In riverine ecosystems, flood disturbances govern the distribution and assembly of vegetation communities. However, anticipated connections between disturbance regimes and habitats often cannot be numerically described as the quantification of disturbances remains challenging. This work presents a novel approach to numerically characterize disturbance patterns in a spatially and temporally explicit way. For this, a dense time series of flood extents was created applying a semi-automated water detection approach to multispectral optical satellite data (Landsat 4, 5, 7, and 8; Sentinel-2) to an 8-km stretch of the alpine Lech River in Tirol, Austria. Twelve multitemporal metrics referred to as Flood Indicators (FIs) were derived and compared to habitat classes formed by vegetation communities as observed in field campaigns in July 2020 and 2021.
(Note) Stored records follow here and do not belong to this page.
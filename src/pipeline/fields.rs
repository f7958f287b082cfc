//! Per-field extraction with explicit fallback to the sentinel.

use std::fmt;
use tracing::warn;
use url::Url;

use crate::browser::{Driver, Locator, NodeHandle};
use crate::models::FieldValue;
use crate::utils::error::DriverError;
use crate::utils::text::normalize_whitespace;

/// Why a single field could not be read.
#[derive(Debug, Clone, PartialEq, Eq)]
pub enum FieldMiss {
    NotFound,
    Empty,
    BadLink(String),
    Driver(DriverError),
}

impl fmt::Display for FieldMiss {
    fn fmt(&self, f: &mut fmt::Formatter<'_>) -> fmt::Result {
        match self {
            FieldMiss::NotFound => f.write_str("element not found"),
            FieldMiss::Empty => f.write_str("element has no text"),
            FieldMiss::BadLink(message) => write!(f, "unusable link: {}", message),
            FieldMiss::Driver(e) => write!(f, "{}", e),
        }
    }
}

impl From<DriverError> for FieldMiss {
    fn from(e: DriverError) -> Self {
        FieldMiss::Driver(e)
    }
}

fn first_match(
    driver: &dyn Driver,
    scope: Option<&NodeHandle>,
    locator: &Locator,
) -> Result<NodeHandle, FieldMiss> {
    driver
        .find_all(scope, locator)?
        .into_iter()
        .next()
        .ok_or(FieldMiss::NotFound)
}

/// Whitespace-normalized inner text of the first match.
pub fn text_of(
    driver: &dyn Driver,
    scope: Option<&NodeHandle>,
    locator: &Locator,
) -> Result<String, FieldMiss> {
    let node = first_match(driver, scope, locator)?;
    let text = normalize_whitespace(&driver.text(&node)?);
    if text.is_empty() {
        return Err(FieldMiss::Empty);
    }
    Ok(text)
}

/// `href` of the first match, resolved against `base`.
pub fn link_of(
    driver: &dyn Driver,
    scope: Option<&NodeHandle>,
    locator: &Locator,
    base: &str,
) -> Result<String, FieldMiss> {
    let node = first_match(driver, scope, locator)?;
    let href = driver
        .attribute(&node, "href")?
        .map(|href| href.trim().to_string())
        .filter(|href| !href.is_empty())
        .ok_or(FieldMiss::Empty)?;

    let base = Url::parse(base).map_err(|e| FieldMiss::BadLink(e.to_string()))?;
    base.join(&href)
        .map(|url| url.to_string())
        .map_err(|e| FieldMiss::BadLink(format!("{} ({})", href, e)))
}

/// Collapse a field result to a [`FieldValue`], logging the miss.
pub fn settle(stage: &str, field: &str, item: &str, result: Result<String, FieldMiss>) -> FieldValue {
    match result {
        Ok(value) => FieldValue::from_text(value),
        Err(miss) => {
            warn!(stage, field, item, reason = %miss, "Field missing, using sentinel");
            FieldValue::Missing
        }
    }
}
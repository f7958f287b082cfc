use async_trait::async_trait;
use std::path::{Path, PathBuf};
use std::sync::{Mutex, PoisonError};
use tracing::info;
use uuid::Uuid;

#[cfg(test)]
use mockall::automock;

use crate::config::OutputConfig;
use crate::models::{ProductRecord, RunSummary};
use crate::utils::error::Result;

/// Receives the finished record set and run summary.
#[cfg_attr(test, automock)]
#[async_trait]
pub trait RecordSink: Send + Sync {
    async fn persist(&self, records: &[ProductRecord], summary: &RunSummary) -> Result<()>;
}

/// Writes the records and the summary as pretty-printed JSON files.
#[derive(Debug, Clone)]
pub struct JsonFileSink {
    data_dir: PathBuf,
    products_file: String,
    summary_file: String,
}

impl JsonFileSink {
    pub fn new(config: &OutputConfig) -> Self {
        Self {
            data_dir: config.data_dir.clone(),
            products_file: config.products_file.clone(),
            summary_file: config.summary_file.clone(),
        }
    }

    pub fn products_path(&self) -> PathBuf {
        self.data_dir.join(&self.products_file)
    }

    pub fn summary_path(&self) -> PathBuf {
        self.data_dir.join(&self.summary_file)
    }
}

/// Write `contents` next to `path` and rename it into place.
async fn write_atomic(path: &Path, contents: &[u8]) -> Result<()> {
    let file_name = path
        .file_name()
        .map(|name| name.to_string_lossy().into_owned())
        .unwrap_or_default();
    let tmp = path.with_file_name(format!(".{}.{}.tmp", file_name, Uuid::new_v4()));

    tokio::fs::write(&tmp, contents).await?;
    if let Err(e) = tokio::fs::rename(&tmp, path).await {
        let _ = tokio::fs::remove_file(&tmp).await;
        return Err(e.into());
    }
    Ok(())
}

#[async_trait]
impl RecordSink for JsonFileSink {
    async fn persist(&self, records: &[ProductRecord], summary: &RunSummary) -> Result<()> {
        tokio::fs::create_dir_all(&self.data_dir).await?;

        let products = serde_json::to_vec_pretty(records)?;
        write_atomic(&self.products_path(), &products).await?;

        let summary_json = serde_json::to_vec_pretty(summary)?;
        write_atomic(&self.summary_path(), &summary_json).await?;

        info!(
            products = %self.products_path().display(),
            summary = %self.summary_path().display(),
            records = records.len(),
            "Results written"
        );
        Ok(())
    }
}

/// Keeps every persisted batch in memory.
#[derive(Debug, Default)]
pub struct MemorySink {
    batches: Mutex<Vec<(Vec<ProductRecord>, RunSummary)>>,
}

impl MemorySink {
    pub fn new() -> Self {
        Self::default()
    }

    pub fn batches(&self) -> Vec<(Vec<ProductRecord>, RunSummary)> {
        self.batches
            .lock()
            .unwrap_or_else(PoisonError::into_inner)
            .clone()
    }

    pub fn last(&self) -> Option<(Vec<ProductRecord>, RunSummary)> {
        self.batches().pop()
    }
}

#[async_trait]
impl RecordSink for MemorySink {
    async fn persist(&self, records: &[ProductRecord], summary: &RunSummary) -> Result<()> {
        self.batches
            .lock()
            .unwrap_or_else(PoisonError::into_inner)
            .push((records.to_vec(), summary.clone()));
        Ok(())
    }
}
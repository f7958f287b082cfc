use std::time::Duration;
use tracing::{info, warn};

use crate::browser::{Locator, Session};
use crate::models::ReviewRecord;
use crate::pipeline::detail::{DetailContext, ReviewPanel};
use crate::pipeline::fields::{settle, text_of};
use crate::pipeline::settings::Selectors;
use crate::pipeline::waiter::{WaitOutcome, WaitSpec, Waiter};

pub struct ReviewExtractor<'a> {
    waiter: &'a Waiter,
    selectors: &'a Selectors,
    timeout: Duration,
}

impl<'a> ReviewExtractor<'a> {
    pub fn new(waiter: &'a Waiter, selectors: &'a Selectors, timeout: Duration) -> Self {
        Self {
            waiter,
            selectors,
            timeout,
        }
    }

    /// Read up to `max_reviews` reviews from an opened panel. An absent panel,
    /// a panel that never renders any review, or a lost session all yield an
    /// empty list.
    pub fn extract(
        &self,
        session: &Session,
        context: &DetailContext,
        item: &str,
        max_reviews: usize,
    ) -> Vec<ReviewRecord> {
        let ReviewPanel::Opened { review_item } = &context.review_panel else {
            return Vec::new();
        };
        if max_reviews == 0 {
            return Vec::new();
        }

        let driver = match session.driver() {
            Ok(driver) => driver,
            Err(e) => {
                warn!(stage = "reviews", item, error = %e, "Session lost before reading reviews");
                return Vec::new();
            }
        };

        let handles = match self.waiter.wait(driver, &WaitSpec::all_present(review_item, self.timeout)) {
            WaitOutcome::Found(handles) => handles,
            WaitOutcome::TimedOut(signal) => {
                warn!(stage = "reviews", item, signal = %signal, "Review panel opened but no reviews appeared");
                return Vec::new();
            }
        };

        let reviews: Vec<ReviewRecord> = handles
            .iter()
            .take(max_reviews)
            .enumerate()
            .map(|(index, handle)| {
                let label = format!("{} review {}", item, index + 1);
                let scope = Some(handle);
                let field = |name: &str, locator: &Locator| {
                    settle("reviews", name, &label, text_of(driver, scope, locator))
                };
                ReviewRecord {
                    rating: field("rating", &self.selectors.review_rating),
                    title: field("title", &self.selectors.review_title),
                    content: field("content", &self.selectors.review_content),
                    posted_by: field("postedBy", &self.selectors.review_posted_by),
                }
            })
            .collect();

        info!(stage = "reviews", item, found = handles.len(), kept = reviews.len(), "Reviews extracted");
        reviews
    }
}
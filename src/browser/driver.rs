use scraper::Selector;
use serde::{Deserialize, Serialize};
use std::fmt;
use std::time::Duration;

use crate::utils::error::DriverError;

/// How an element is addressed on a page.
#[derive(Debug, Clone, PartialEq, Eq, Hash, Serialize, Deserialize)]
pub enum Locator {
    Css(String),
    XPath(String),
}

impl Locator {
    /// Parse a configured selector string.
    ///
    /// An `xpath:` prefix, or a leading `/` or `(`, selects XPath. Anything
    /// else must be a valid CSS selector.
    pub fn parse(raw: &str) -> Result<Self, DriverError> {
        let raw = raw.trim();
        if raw.is_empty() {
            return Err(DriverError::InvalidSelector {
                selector: raw.to_string(),
                message: "selector is empty".to_string(),
            });
        }

        if let Some(expr) = raw.strip_prefix("xpath:") {
            let expr = expr.trim();
            if expr.is_empty() {
                return Err(DriverError::InvalidSelector {
                    selector: raw.to_string(),
                    message: "xpath expression is empty".to_string(),
                });
            }
            return Ok(Locator::XPath(expr.to_string()));
        }

        if raw.starts_with('/') || raw.starts_with('(') {
            return Ok(Locator::XPath(raw.to_string()));
        }

        Selector::parse(raw).map_err(|e| DriverError::InvalidSelector {
            selector: raw.to_string(),
            message: format!("{:?}", e),
        })?;
        Ok(Locator::Css(raw.to_string()))
    }

    pub fn as_str(&self) -> &str {
        match self {
            Locator::Css(selector) => selector,
            Locator::XPath(expr) => expr,
        }
    }
}

impl fmt::Display for Locator {
    fn fmt(&self, f: &mut fmt::Formatter<'_>) -> fmt::Result {
        match self {
            Locator::Css(selector) => f.write_str(selector),
            Locator::XPath(expr) => write!(f, "xpath:{}", expr),
        }
    }
}

/// Opaque reference to an element on the page that was current when it was
/// found. Drivers reject handles from an earlier page with
/// [`DriverError::StaleHandle`].
#[derive(Debug, Clone, Copy, PartialEq, Eq, Hash)]
pub struct NodeHandle {
    id: u64,
    generation: u64,
}

impl NodeHandle {
    pub fn new(id: u64, generation: u64) -> Self {
        Self { id, generation }
    }

    pub fn id(&self) -> u64 {
        self.id
    }

    pub fn generation(&self) -> u64 {
        self.generation
    }
}

/// Browser automation seam used by every pipeline stage.
///
/// Calls are synchronous and must return promptly; waiting for elements to
/// appear is the caller's job (see `pipeline::waiter`).
pub trait Driver: Send {
    /// Load `url` and wait until the page settles, giving up after `budget`.
    fn navigate(&mut self, url: &str, budget: Duration) -> Result<(), DriverError>;

    fn current_url(&self) -> Result<String, DriverError>;

    fn title(&self) -> Result<String, DriverError>;

    /// All elements matching `locator`, in document order, searched within
    /// `scope` when given. No match is an empty vector, not an error.
    fn find_all(
        &self,
        scope: Option<&NodeHandle>,
        locator: &Locator,
    ) -> Result<Vec<NodeHandle>, DriverError>;

    fn is_clickable(&self, node: &NodeHandle) -> Result<bool, DriverError>;

    fn click(&mut self, node: &NodeHandle) -> Result<(), DriverError>;

    fn clear_and_type(&mut self, node: &NodeHandle, text: &str) -> Result<(), DriverError>;

    /// Submit the input (Enter key / enclosing form).
    fn submit(&mut self, node: &NodeHandle) -> Result<(), DriverError>;

    fn text(&self, node: &NodeHandle) -> Result<String, DriverError>;

    fn attribute(&self, node: &NodeHandle, name: &str) -> Result<Option<String>, DriverError>;

    fn close(&mut self) -> Result<(), DriverError>;
}
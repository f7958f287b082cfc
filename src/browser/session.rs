use tracing::{debug, warn};
use uuid::Uuid;

use crate::browser::driver::Driver;
use crate::utils::error::{DriverError, ScoutError};

/// Exclusive owner of one live automation handle.
///
/// Release is idempotent and also runs on drop, so a session is closed on
/// every exit path.
pub struct Session {
    id: Uuid,
    driver: Option<Box<dyn Driver>>,
}

impl Session {
    pub fn new(driver: Box<dyn Driver>) -> Self {
        let id = Uuid::new_v4();
        debug!(session = %id, "Session acquired");
        Self {
            id,
            driver: Some(driver),
        }
    }

    pub fn id(&self) -> Uuid {
        self.id
    }

    pub fn is_open(&self) -> bool {
        self.driver.is_some()
    }

    pub fn driver(&self) -> Result<&dyn Driver, DriverError> {
        match &self.driver {
            Some(driver) => Ok(driver.as_ref()),
            None => Err(DriverError::Closed),
        }
    }

    pub fn driver_mut(&mut self) -> Result<&mut dyn Driver, DriverError> {
        match &mut self.driver {
            Some(driver) => Ok(driver.as_mut()),
            None => Err(DriverError::Closed),
        }
    }

    pub fn release(&mut self) {
        if let Some(mut driver) = self.driver.take() {
            if let Err(e) = driver.close() {
                warn!(session = %self.id, error = %e, "Error while closing session");
            }
            debug!(session = %self.id, "Session released");
        }
    }
}

impl Drop for Session {
    fn drop(&mut self) {
        self.release();
    }
}

impl std::fmt::Debug for Session {
    fn fmt(&self, f: &mut std::fmt::Formatter<'_>) -> std::fmt::Result {
        f.debug_struct("Session")
            .field("id", &self.id)
            .field("open", &self.is_open())
            .finish()
    }
}

/// Source of fresh sessions; one per run, or one per drill-down worker item.
pub trait SessionFactory: Send + Sync {
    fn acquire(&self) -> Result<Session, ScoutError>;
}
The FI values indicated high disturbance intensities for areas with early successional habitat classes, whereas little to no disturbance were related to late successional classes. This is in accordance with the presumed successional pathway of riverine vegetation communities. We observed numerous significant differences in FI values among early successional classes, supporting the assumption that flood disturbance is a dominant factor shaping the corresponding habitats. In late successional stages, the FI values differed less among the vegetation classes, pointing that other processes are more important in shaping the vegetation community in these stages.
The observed relationship between vegetation communities and the satellite-derived disturbance measures underlines the potential of the presented approach to characterize riverine disturbance regimes. Given the global availability of satellite data, the approach should be easily transferable to other study areas.